Он не был гуляка, хотя женщин любил, в кутежах же вообще не участвовал. Помнил, что век борца-классика краток: чем бить посуду по дорогим кабакам, лучше или дать деньги на доброе дело, или отложить на черный день. В итоге к тому времени, когда он перестал выступать, у него в разных тайниках лежало несколько тысяч золотых царских десятирублевок. Этим золотом он довольно щедро делился с родней, всё равно его хватило почти до начала последней войны.

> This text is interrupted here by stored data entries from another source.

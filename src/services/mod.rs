//! Services module for the RTP bridge plugin

pub mod ports;
pub mod recording;
pub mod relay;
pub mod requests;
pub mod session;

pub use ports::{PortAllocator, PortPair};
pub use recording::Recorder;
pub use requests::{PendingRequest, RequestContext};
pub use session::{MediaSession, MediaStream, Session, SessionRegistry};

Дяди не стало в январе сорок первого года.

Обратиться к нему напрямую, – говорил Жестовский, – я не мог: дядя тогда жил с семейством в Тамбове, но он-то меня и выручил, когда, отбыв тюремный срок, я выяснил, что у меня нет ни кола ни двора».

Тогда, уже без сундука, с одним тощим сидором вернувшись на Ярославский вокзал, он чудом вспомнил, что на дядины деньги неким бароном Троттом недавно куплена очень недурная мастерская под крышей углового дома в Кривоколенном переулке, и вдруг сообразил, что, если заявится в эту мастерскую, скорее всего, в ночлеге ему не откажут. Так и вышло, – говорила Электра. – У Тротта он не просто прожил десять месяцев – его мастерская свела отца с нашей матерью. Без нее не было бы ни меня, ни Зорика. В общем, как он любил говорить, была бы совсем другая жизнь”.

Дня через два, опять же за чаем, Галина Николаевна рассказывает, что, по словам отца, в мастерской “якутка” (так он обычно звал мать), конечно, видела, что он по ней сохнет, но решила, что выйдет из него настоящий мужчина или не выйдет, бабушка надвое сказала – пока не похоже, – в любом случае именно он должен сделать первый шаг: честно, прямо сказать, что не может без нее жить, а не страдать рядом за занавеской.

“«На фоне Тротта я, конечно, терялся, – говорил отец, – вот уж кто и вправду был настоящим мужчиной: большой, мощный, уверенный в себе, вдобавок он ее и меня содержал, но о Тротте-любовнике она поначалу не думала, помнила, что, как ни крути, он ее родня. Однако чтобы именно с нее Тротт писал свои панно для ресторана, бани и борделя, себе уже разрешила.

Впрочем, и тут не до конца. У нее не выходило из головы, что девственницей позировать для столь откровенных сцен не совсем правильно, фон Тротт слишком хороший художник, чтобы та печать, которую никакой мужчина пока с нее не стер, не осталась на холсте, и вдруг поняла, что тут-то и изюм.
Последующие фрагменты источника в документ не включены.